[Saved data entries]
_ _ _ _ _ _ _
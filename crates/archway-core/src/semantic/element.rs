//! Node, connection, and group vocabulary.

use std::{fmt, str::FromStr};

use indexmap::IndexMap;
use serde::{Deserialize, Serialize};

use crate::{UnknownVariant, identifier::Id};

/// Free-form key/value metadata carried by a node.
///
/// Layout and rendering never inspect it.
pub type Attributes = IndexMap<String, serde_json::Value>;

/// The closed set of component types.
#[derive(Debug, Clone, Copy, PartialEq, Eq, Hash, PartialOrd, Ord, Deserialize, Serialize)]
#[serde(rename_all = "snake_case")]
pub enum NodeKind {
    Actor,
    Service,
    Database,
    Queue,
    Cache,
    Gateway,
    Ui,
    External,
}

impl NodeKind {
    /// Type order used when nodes are ranked by kind instead of by dependencies.
    pub const CANONICAL_ORDER: [NodeKind; 8] = [
        Self::Actor,
        Self::Ui,
        Self::Gateway,
        Self::Service,
        Self::Queue,
        Self::Cache,
        Self::Database,
        Self::External,
    ];

    /// Position of this kind in [`NodeKind::CANONICAL_ORDER`].
    ///
    /// ```
    /// # use archway_core::semantic::NodeKind;
    /// assert!(NodeKind::Service.canonical_rank() < NodeKind::Database.canonical_rank());
    /// ```
    pub fn canonical_rank(self) -> usize {
        match self {
            Self::Actor => 0,
            Self::Ui => 1,
            Self::Gateway => 2,
            Self::Service => 3,
            Self::Queue => 4,
            Self::Cache => 5,
            Self::Database => 6,
            Self::External => 7,
        }
    }

    pub fn as_str(self) -> &'static str {
        match self {
            Self::Actor => "actor",
            Self::Service => "service",
            Self::Database => "database",
            Self::Queue => "queue",
            Self::Cache => "cache",
            Self::Gateway => "gateway",
            Self::Ui => "ui",
            Self::External => "external",
        }
    }
}

impl FromStr for NodeKind {
    type Err = UnknownVariant;

    fn from_str(s: &str) -> Result<Self, Self::Err> {
        match s {
            "actor" => Ok(Self::Actor),
            "service" => Ok(Self::Service),
            "database" => Ok(Self::Database),
            "queue" => Ok(Self::Queue),
            "cache" => Ok(Self::Cache),
            "gateway" => Ok(Self::Gateway),
            "ui" => Ok(Self::Ui),
            "external" => Ok(Self::External),
            _ => Err(UnknownVariant::new("node type", s)),
        }
    }
}

impl fmt::Display for NodeKind {
    fn fmt(&self, f: &mut fmt::Formatter<'_>) -> fmt::Result {
        write!(f, "{}", self.as_str())
    }
}

/// The closed set of connection types.
#[derive(Debug, Clone, Copy, PartialEq, Eq, Hash, Deserialize, Serialize)]
#[serde(rename_all = "snake_case")]
pub enum ConnectionKind {
    Http,
    Async,
    Query,
    Sync,
    DataFlow,
    None,
}

impl ConnectionKind {
    pub fn as_str(self) -> &'static str {
        match self {
            Self::Http => "http",
            Self::Async => "async",
            Self::Query => "query",
            Self::Sync => "sync",
            Self::DataFlow => "data_flow",
            Self::None => "none",
        }
    }
}

impl FromStr for ConnectionKind {
    type Err = UnknownVariant;

    fn from_str(s: &str) -> Result<Self, Self::Err> {
        match s {
            "http" => Ok(Self::Http),
            "async" => Ok(Self::Async),
            "query" => Ok(Self::Query),
            "sync" => Ok(Self::Sync),
            "data_flow" => Ok(Self::DataFlow),
            "none" => Ok(Self::None),
            _ => Err(UnknownVariant::new("connection type", s)),
        }
    }
}

impl fmt::Display for ConnectionKind {
    fn fmt(&self, f: &mut fmt::Formatter<'_>) -> fmt::Result {
        write!(f, "{}", self.as_str())
    }
}

/// The closed set of group types.
#[derive(Debug, Clone, Copy, PartialEq, Eq, Hash, Deserialize, Serialize)]
#[serde(rename_all = "snake_case")]
pub enum GroupKind {
    Layer,
    Boundary,
    Cluster,
}

impl GroupKind {
    pub fn as_str(self) -> &'static str {
        match self {
            Self::Layer => "layer",
            Self::Boundary => "boundary",
            Self::Cluster => "cluster",
        }
    }
}

impl FromStr for GroupKind {
    type Err = UnknownVariant;

    fn from_str(s: &str) -> Result<Self, Self::Err> {
        match s {
            "layer" => Ok(Self::Layer),
            "boundary" => Ok(Self::Boundary),
            "cluster" => Ok(Self::Cluster),
            _ => Err(UnknownVariant::new("group type", s)),
        }
    }
}

/// A component of the architecture.
///
/// A node exclusively owns its nested children; there are no back-references.
#[derive(Debug, Clone, PartialEq)]
pub struct Node {
    id: Id,
    kind: NodeKind,
    label: String,
    attributes: Option<Attributes>,
    children: Vec<Node>,
}

impl Node {
    /// Create a leaf node.
    pub fn new(id: impl Into<Id>, kind: NodeKind, label: impl Into<String>) -> Self {
        Self {
            id: id.into(),
            kind,
            label: label.into(),
            attributes: None,
            children: Vec::new(),
        }
    }

    pub fn with_attributes(mut self, attributes: Attributes) -> Self {
        self.attributes = Some(attributes);
        self
    }

    pub fn with_children(mut self, children: Vec<Node>) -> Self {
        self.children = children;
        self
    }

    pub fn id(&self) -> &Id {
        &self.id
    }

    pub fn kind(&self) -> NodeKind {
        self.kind
    }

    pub fn label(&self) -> &str {
        &self.label
    }

    /// Opaque passthrough metadata.
    pub fn attributes(&self) -> Option<&Attributes> {
        self.attributes.as_ref()
    }

    pub fn children(&self) -> &[Node] {
        &self.children
    }

    pub fn has_children(&self) -> bool {
        !self.children.is_empty()
    }
}

impl fmt::Display for Node {
    fn fmt(&self, f: &mut fmt::Formatter<'_>) -> fmt::Result {
        write!(f, "{}", self.id)
    }
}

/// A typed edge between two nodes.
#[derive(Debug, Clone, PartialEq)]
pub struct Connection {
    from: Id,
    to: Id,
    kind: ConnectionKind,
    label: Option<String>,
    bidirectional: bool,
}

impl Connection {
    pub fn new(from: impl Into<Id>, to: impl Into<Id>, kind: ConnectionKind) -> Self {
        Self {
            from: from.into(),
            to: to.into(),
            kind,
            label: None,
            bidirectional: false,
        }
    }

    pub fn with_label(mut self, label: impl Into<String>) -> Self {
        self.label = Some(label.into());
        self
    }

    pub fn with_bidirectional(mut self, bidirectional: bool) -> Self {
        self.bidirectional = bidirectional;
        self
    }

    pub fn from(&self) -> &Id {
        &self.from
    }

    pub fn to(&self) -> &Id {
        &self.to
    }

    pub fn kind(&self) -> ConnectionKind {
        self.kind
    }

    /// The label, if present and not blank.
    pub fn label(&self) -> Option<&str> {
        self.label.as_deref().filter(|label| !label.trim().is_empty())
    }

    pub fn is_bidirectional(&self) -> bool {
        self.bidirectional
    }
}

/// A visual grouping of nodes.
#[derive(Debug, Clone, PartialEq)]
pub struct Group {
    id: Id,
    label: String,
    kind: GroupKind,
    members: Vec<Id>,
}

impl Group {
    pub fn new(id: impl Into<Id>, label: impl Into<String>, kind: GroupKind, members: Vec<Id>) -> Self {
        Self {
            id: id.into(),
            label: label.into(),
            kind,
            members,
        }
    }

    pub fn id(&self) -> &Id {
        &self.id
    }

    pub fn label(&self) -> &str {
        &self.label
    }

    pub fn kind(&self) -> GroupKind {
        self.kind
    }

    /// Member node ids as written; some may not resolve.
    pub fn members(&self) -> &[Id] {
        &self.members
    }
}

/// Iterative pre-order walk over a node forest.
///
/// Each item pairs a node with the top-level node it belongs to. An explicit
/// stack keeps deeply nested input from exhausting the call stack.
#[derive(Debug)]
pub struct NodeWalk<'a> {
    stack: Vec<(&'a Node, &'a Node)>,
}

impl<'a> NodeWalk<'a> {
    pub fn new(roots: &'a [Node]) -> Self {
        Self {
            stack: roots.iter().rev().map(|node| (node, node)).collect(),
        }
    }
}

impl<'a> Iterator for NodeWalk<'a> {
    type Item = (&'a Node, &'a Node);

    fn next(&mut self) -> Option<Self::Item> {
        let (node, root) = self.stack.pop()?;
        self.stack
            .extend(node.children.iter().rev().map(|child| (child, root)));
        Some((node, root))
    }
}

#[cfg(test)]
mod tests {
    use super::*;

    #[test]
    fn test_node_kind_round_trips_names() {
        for kind in NodeKind::CANONICAL_ORDER {
            assert_eq!(kind.as_str().parse::<NodeKind>().unwrap(), kind);
        }
        assert!("lambda".parse::<NodeKind>().is_err());
    }

    #[test]
    fn test_canonical_rank_matches_order() {
        for (idx, kind) in NodeKind::CANONICAL_ORDER.iter().enumerate() {
            assert_eq!(kind.canonical_rank(), idx);
        }
    }

    #[test]
    fn test_connection_kind_data_flow_name() {
        assert_eq!(
            "data_flow".parse::<ConnectionKind>().unwrap(),
            ConnectionKind::DataFlow
        );
        assert_eq!(ConnectionKind::DataFlow.to_string(), "data_flow");
    }

    #[test]
    fn test_connection_blank_label_is_none() {
        let connection = Connection::new("a", "b", ConnectionKind::Http).with_label("   ");
        assert_eq!(connection.label(), None);
    }

    #[test]
    fn test_node_walk_pre_order_with_roots() {
        let nodes = vec![
            Node::new("platform", NodeKind::Service, "Platform").with_children(vec![
                Node::new("auth", NodeKind::Service, "Auth"),
                Node::new("billing", NodeKind::Service, "Billing")
                    .with_children(vec![Node::new("ledger", NodeKind::Database, "Ledger")]),
            ]),
            Node::new("user", NodeKind::Actor, "User"),
        ];

        let visited: Vec<(String, String)> = NodeWalk::new(&nodes)
            .map(|(node, root)| (node.id().to_string(), root.id().to_string()))
            .collect();

        assert_eq!(
            visited,
            vec![
                ("platform".to_string(), "platform".to_string()),
                ("auth".to_string(), "platform".to_string()),
                ("billing".to_string(), "platform".to_string()),
                ("ledger".to_string(), "platform".to_string()),
                ("user".to_string(), "user".to_string()),
            ]
        );
    }
}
_ _ _ _ _ _ _
(TRY IT) Check each line above for the string "Option" and show the ones that have it.

(ANSWER BOX)
    attributes: Option<Attributes>,
    pub fn attributes(&self) -> Option<&Attributes> {
    label: Option<String>,
    pub fn label(&self) -> Option<&str> {
    fn next(&mut self) -> Option<Self::Item> {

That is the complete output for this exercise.